U.S. House and Senate defense authorizers are pushing for a ramp up of the Light Attack Aircraft program to support Special Operations Forces. Pictured here is the CMC Cockpit 4000 avionics suite for the AT-6 Wolverine. Photo: Textron Aviation.
Defense authorizers in the U.S. House and Senate are pushing for a ramp up of the Light Attack Aircraft to support special operations forces (SOF) on the ground.
H.R. 2500 and S. 1790, the House and Senate versions of the Fiscal 2020 National Defense Authorization Act, contain amendments by Reps. John Rutherford, R-Fla. and Michael Waltz, R-Fla. and Sen. Marco Rubio, R-Fla., that would allow U.S. Special Operations Command (SOCOM) to buy the planes after SOCOM certifies a “mission capability gap and special-operations-forces-peculiar acquisition requirement exists which can be mitigated with procurement of a light attack aircraft capability.”
The amendments also provide that the Air Force secretary “shall use or transfer amounts authorized to be appropriated by this act for Light Attack Aircraft experiments to procure the required quantity of aircraft for Air Combat Command’s Air Ground Operations School; and Air Force Special Operations Command for Combat Air Advisor mission support.”
“The light-attack program offers a low-cost solution to absorb missions currently being conducted by 4th and 5th generation platforms,” according to a Sept. 27 letter to the chairmen and ranking member of the House and Senate Armed Services Committees from Sen. Rubio and Reps. Rutherford, Matt Gaetz, R-Fla., Mario Diaz-Balart, R-Fla., Debbie Wasserman Schultz, D-Fla., Bill Posey, R-Fla., Don Bacon, R-Neb., and Mark Amodei, R-Nev.
“By enabling this program, it will allow the Air Force the ability to execute Combatant Commander requirements and task orders in order to preserve high fidelity fifth-generation fighter aircraft such as the F-35 Joint Strike Fighter for a near-peer fight,” the letter said.
As the Air Force continues its light attack aircraft program with the Textron Aviation AT-6 Wolverine and the Sierra Nevada Corporation (SNC)/Embraer A-29 Super Tucano, the military service plans to conduct experiments to ensure that the planes’ avionics networks are compatible with those of other military services and national defense forces.
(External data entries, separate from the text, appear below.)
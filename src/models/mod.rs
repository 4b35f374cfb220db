//! Domain model types for greedy delivery routing.
//!
//! Stops (one depot plus customers) with fees, tips, and priorities, the
//! travel links that connect them, and the routes built over them.

mod link;
mod route;
mod stop;

pub use link::TravelLink;
pub use route::Route;
pub use stop::{Region, Stop, TipTier};
//! Stop (depot or customer) and its classification helpers.

use serde::{Deserialize, Serialize};

/// Region tag of a stop.
#[derive(Debug, Clone, Copy, PartialEq, Eq, Hash, Default, Serialize, Deserialize)]
#[serde(rename_all = "lowercase")]
pub enum Region {
    Downtown,
    #[default]
    Suburban,
    Rural,
}

/// Tip tier of a customer relative to a high-tip threshold.
#[derive(Debug, Clone, Copy, PartialEq, Eq)]
pub enum TipTier {
    High,
    Low,
}

/// A delivery location: either the depot or a customer.
///
/// Stops are immutable once loaded. Priority is ordinal with lower values
/// being more urgent; stops with priority at most [`Stop::URGENT_MAX_PRIORITY`]
/// count as urgent, all others as routine.
///
/// Coordinates default to the origin when a loader row omits them (the
/// `id,name,delivery_fee,tip_estimate` destinations shape). On a graph of such
/// stops every distance is zero, so fallback steps, unpriced links and the
/// return leg all cost nothing; only explicit link costs are charged.
///
/// # Examples
///
/// ```
/// use u_dispatch::models::{Stop, TipTier};
///
/// let depot = Stop::depot(0, 0.0, 0.0);
/// assert!(depot.is_depot());
///
/// let a = Stop::customer(1, 3.0, 4.0, 10.0, 3.0).with_priority(1);
/// assert!((depot.distance_to(&a) - 5.0).abs() < 1e-10);
/// assert_eq!(a.tip_tier(3.0), TipTier::High);
/// assert!(a.is_urgent());
/// ```
#[derive(Debug, Clone, PartialEq, Serialize, Deserialize)]
pub struct Stop {
    id: usize,
    #[serde(default)]
    name: Option<String>,
    #[serde(default)]
    x: f64,
    #[serde(default)]
    y: f64,
    #[serde(default)]
    delivery_fee: f64,
    #[serde(default, alias = "tip_estimate")]
    estimated_tip: f64,
    #[serde(default = "default_priority")]
    priority: u8,
    #[serde(default)]
    region: Region,
    #[serde(default)]
    is_depot: bool,
}

fn default_priority() -> u8 {
    Stop::DEFAULT_PRIORITY
}

impl Stop {
    /// Priority assigned when none is given.
    pub const DEFAULT_PRIORITY: u8 = 3;

    /// Highest priority value still considered urgent.
    pub const URGENT_MAX_PRIORITY: u8 = 2;

    /// Creates a customer stop with default priority and region.
    pub fn customer(id: usize, x: f64, y: f64, delivery_fee: f64, estimated_tip: f64) -> Self {
        Self {
            id,
            name: None,
            x,
            y,
            delivery_fee,
            estimated_tip,
            priority: Self::DEFAULT_PRIORITY,
            region: Region::default(),
            is_depot: false,
        }
    }

    /// Creates the depot at the given coordinates (no fee, no tip).
    pub fn depot(id: usize, x: f64, y: f64) -> Self {
        Self {
            is_depot: true,
            ..Self::customer(id, x, y, 0.0, 0.0)
        }
    }

    /// Sets a display name.
    pub fn with_name(mut self, name: impl Into<String>) -> Self {
        self.name = Some(name.into());
        self
    }

    /// Sets the priority (lower = more urgent).
    pub fn with_priority(mut self, priority: u8) -> Self {
        self.priority = priority;
        self
    }

    /// Sets the region tag.
    pub fn with_region(mut self, region: Region) -> Self {
        self.region = region;
        self
    }

    /// Stop id.
    pub fn id(&self) -> usize {
        self.id
    }

    /// Display name, if any.
    pub fn name(&self) -> Option<&str> {
        self.name.as_deref()
    }

    /// X-coordinate.
    pub fn x(&self) -> f64 {
        self.x
    }

    /// Y-coordinate.
    pub fn y(&self) -> f64 {
        self.y
    }

    /// Fee paid for the delivery.
    pub fn delivery_fee(&self) -> f64 {
        self.delivery_fee
    }

    /// Expected tip.
    pub fn estimated_tip(&self) -> f64 {
        self.estimated_tip
    }

    /// Priority (lower = more urgent).
    pub fn priority(&self) -> u8 {
        self.priority
    }

    /// Region tag.
    pub fn region(&self) -> Region {
        self.region
    }

    /// `true` for the depot.
    pub fn is_depot(&self) -> bool {
        self.is_depot
    }

    /// `true` for priorities 1 and 2 (and 0).
    pub fn is_urgent(&self) -> bool {
        self.priority <= Self::URGENT_MAX_PRIORITY
    }

    /// Tip tier relative to `high_tip_threshold` (inclusive).
    pub fn tip_tier(&self, high_tip_threshold: f64) -> TipTier {
        if self.estimated_tip >= high_tip_threshold {
            TipTier::High
        } else {
            TipTier::Low
        }
    }

    /// Euclidean distance to another stop.
    pub fn distance_to(&self, other: &Stop) -> f64 {
        let dx = self.x - other.x;
        let dy = self.y - other.y;
        (dx * dx + dy * dy).sqrt()
    }

    pub(crate) fn has_finite_position(&self) -> bool {
        self.x.is_finite() && self.y.is_finite()
    }

    pub(crate) fn has_finite_amounts(&self) -> bool {
        self.delivery_fee.is_finite() && self.estimated_tip.is_finite()
    }
}

#[cfg(test)]
mod tests {
    use super::*;

    #[test]
    fn test_customer_defaults() {
        let c = Stop::customer(4, 1.0, 2.0, 8.5, 1.25);
        assert_eq!(c.id(), 4);
        assert_eq!(c.x(), 1.0);
        assert_eq!(c.y(), 2.0);
        assert_eq!(c.delivery_fee(), 8.5);
        assert_eq!(c.estimated_tip(), 1.25);
        assert_eq!(c.priority(), 3);
        assert_eq!(c.region(), Region::Suburban);
        assert!(c.name().is_none());
        assert!(!c.is_depot());
        assert!(!c.is_urgent());
    }

    #[test]
    fn test_depot() {
        let d = Stop::depot(0, 5.0, 5.0).with_name("Warehouse");
        assert!(d.is_depot());
        assert_eq!(d.delivery_fee(), 0.0);
        assert_eq!(d.estimated_tip(), 0.0);
        assert_eq!(d.name(), Some("Warehouse"));
    }

    #[test]
    fn test_urgency_boundary() {
        let c = Stop::customer(1, 0.0, 0.0, 0.0, 0.0);
        assert!(c.clone().with_priority(1).is_urgent());
        assert!(c.clone().with_priority(2).is_urgent());
        assert!(!c.clone().with_priority(3).is_urgent());
        assert!(!c.with_priority(5).is_urgent());
    }

    #[test]
    fn test_tip_tier_inclusive() {
        let c = Stop::customer(1, 0.0, 0.0, 0.0, 3.0);
        assert_eq!(c.tip_tier(3.0), TipTier::High);
        assert_eq!(c.tip_tier(3.01), TipTier::Low);
    }

    #[test]
    fn test_distance_symmetric() {
        let a = Stop::customer(1, 1.0, 2.0, 0.0, 0.0);
        let b = Stop::customer(2, 4.0, 6.0, 0.0, 0.0);
        assert!((a.distance_to(&b) - 5.0).abs() < 1e-10);
        assert!((a.distance_to(&b) - b.distance_to(&a)).abs() < 1e-10);
    }

    #[test]
    fn test_deserialize_loader_shape() {
        let json = r#"{
            "id": 7, "name": "Duluth", "x": 2.0, "y": 3.0,
            "delivery_fee": 12.0, "tip_estimate": 4.5, "region": "rural"
        }"#;
        let s: Stop = serde_json::from_str(json).expect("valid stop");
        assert_eq!(s.id(), 7);
        assert_eq!(s.name(), Some("Duluth"));
        assert_eq!(s.estimated_tip(), 4.5);
        assert_eq!(s.region(), Region::Rural);
        assert_eq!(s.priority(), Stop::DEFAULT_PRIORITY);
        assert!(!s.is_depot());
    }

    #[test]
    fn test_deserialize_destinations_row() {
        let json = r#"{"id":1,"name":"Duluth","delivery_fee":12.0,"tip_estimate":4.5}"#;
        let s: Stop = serde_json::from_str(json).expect("valid stop");
        assert_eq!(s.id(), 1);
        assert_eq!(s.name(), Some("Duluth"));
        assert_eq!(s.delivery_fee(), 12.0);
        assert_eq!(s.estimated_tip(), 4.5);
        assert_eq!((s.x(), s.y()), (0.0, 0.0));
        assert!(s.has_finite_position());
    }

    #[test]
    fn test_non_finite_amounts() {
        assert!(Stop::customer(1, 0.0, 0.0, 5.0, 1.0).has_finite_amounts());
        assert!(!Stop::customer(1, 0.0, 0.0, f64::NAN, 1.0).has_finite_amounts());
        assert!(!Stop::customer(1, 0.0, 0.0, 5.0, f64::INFINITY).has_finite_amounts());
    }

    #[test]
    fn test_non_finite_position() {
        assert!(Stop::customer(1, 0.0, 0.0, 0.0, 0.0).has_finite_position());
        assert!(!Stop::customer(1, f64::NAN, 0.0, 0.0, 0.0).has_finite_position());
    }
}
// src/memopedia/mod.rs
// Memopedia: a category-rooted forest of knowledge pages with diff-based
// edit history
//
// Three roots (people / terms / plans) are seeded at migration time. Roots
// cannot be edited, deleted, or moved; every other page inherits its
// category from its parent. Deletion is soft and the edit trail survives it.

pub mod diff;
pub mod generator;

pub use generator::{MemopediaGenerator, PageGenerationReport};

use crate::db::memopedia::{self, CATEGORIES, EditType, Page, PageEdit, Vividness};
use crate::db::pool::DatabasePool;
use crate::error::{Result, WeaveError};
use serde::Serialize;
use std::collections::HashMap;
use std::sync::Arc;
use tracing::warn;

/// Optional provenance attached to an edit record.
#[derive(Debug, Clone, Default)]
pub struct EditRefs {
    pub start_message_id: Option<String>,
    pub end_message_id: Option<String>,
    pub source: Option<String>,
}

/// Fields accepted by `update_page`; `None` leaves the field untouched.
#[derive(Debug, Clone, Default)]
pub struct PageUpdate {
    pub title: Option<String>,
    pub summary: Option<String>,
    pub content: Option<String>,
    pub keywords: Option<Vec<String>>,
    pub vividness: Option<Vividness>,
}

/// One node of the rendered tree.
#[derive(Debug, Clone, Serialize)]
pub struct TreeNode {
    pub id: String,
    pub title: String,
    pub summary: String,
    pub keywords: Vec<String>,
    pub vividness: Vividness,
    pub is_trunk: bool,
    pub is_important: bool,
    pub is_open: bool,
    pub content: String,
    pub children: Vec<TreeNode>,
}

/// The category forest.
#[derive(Debug, Clone, Serialize)]
pub struct Tree {
    pub people: Vec<TreeNode>,
    pub terms: Vec<TreeNode>,
    pub plans: Vec<TreeNode>,
}

pub struct Memopedia {
    pool: Arc<DatabasePool>,
}

fn category_name(category: &str) -> &str {
    match category {
        "people" => "人物",
        "terms" => "用語",
        "plans" => "予定",
        other => other,
    }
}

pub(crate) fn root_for_category(category: &str) -> Option<&'static str> {
    match category {
        "people" => Some(memopedia::ROOT_PEOPLE),
        "terms" => Some(memopedia::ROOT_TERMS),
        "plans" => Some(memopedia::ROOT_PLANS),
        _ => None,
    }
}

fn build_nodes(
    pages: &[Page],
    states: &HashMap<String, bool>,
) -> HashMap<String, Vec<TreeNode>> {
    // Children grouped by parent, leaves attached bottom-up. Pages are
    // pre-sorted by title from the query.
    let mut children_of: HashMap<Option<String>, Vec<&Page>> = HashMap::new();
    for page in pages {
        children_of.entry(page.parent_id.clone()).or_default().push(page);
    }

    fn attach(
        page: &Page,
        children_of: &HashMap<Option<String>, Vec<&Page>>,
        states: &HashMap<String, bool>,
    ) -> TreeNode {
        let children = children_of
            .get(&Some(page.id.clone()))
            .map(|kids| kids.iter().map(|k| attach(k, children_of, states)).collect())
            .unwrap_or_default();
        TreeNode {
            id: page.id.clone(),
            title: page.title.clone(),
            summary: page.summary.clone(),
            keywords: page.keywords.clone(),
            vividness: page.vividness,
            is_trunk: page.is_trunk,
            is_important: page.is_important,
            is_open: states.get(&page.id).copied().unwrap_or(false),
            content: page.content.clone(),
            children,
        }
    }

    let mut by_category: HashMap<String, Vec<TreeNode>> = HashMap::new();
    if let Some(roots) = children_of.get(&None) {
        for root in roots {
            by_category
                .entry(root.category.clone())
                .or_default()
                .push(attach(root, &children_of, states));
        }
    }
    by_category
}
The Air Force released a final request for proposals Oct. 24 to procure no more than six light attack aircraft in the coming months. The Air Force plans to buy the planes with unused fiscal year 2018 or fiscal year 2019 funds, which would be split evenly between the AT-6 and A-29. Contract award is expected by the end of the year for the A-29 and in early 2020 for the AT-6.
Textron has said that the AT-6 Wolverine is “compatible with all fielded US joint terminal attack controller (JTAC) digital voice/data/video capabilities and with their NATO equivalents.”
The company has said that the aircraft has a CMC Cockpit 4000 avionics suite that is Federal Aviation Administration-certified and that the aircraft uses the same Lockheed Martin combat mission system featured in the A-10C Thunderbolt II. The pilot/vehicle interface and cockpit are similar to that of the Air Force’s F-16 fighter jet, according to Textron.
The AT-6 also has an L-3 Harris Wescam MX-15Di turret giving color and infra-red cameras, a laser designator, laser illuminator, laser spot tracker, and laser range-finder.
For its part, SNC said that the A-29 Super Tucano fulfills the interoperability requirement for the Air Force light attack aircraft program “along with inclusion of Link-16 to enable additional data sharing.”
Air Force Chief of Staff Gen. David Goldfein has said that the program’s focus is how a light attack aircraft can help U.S. allies and partners to confront violent extremism and conduct operations within their borders through a common architecture and a digital network to connect platforms, sensors and weapons.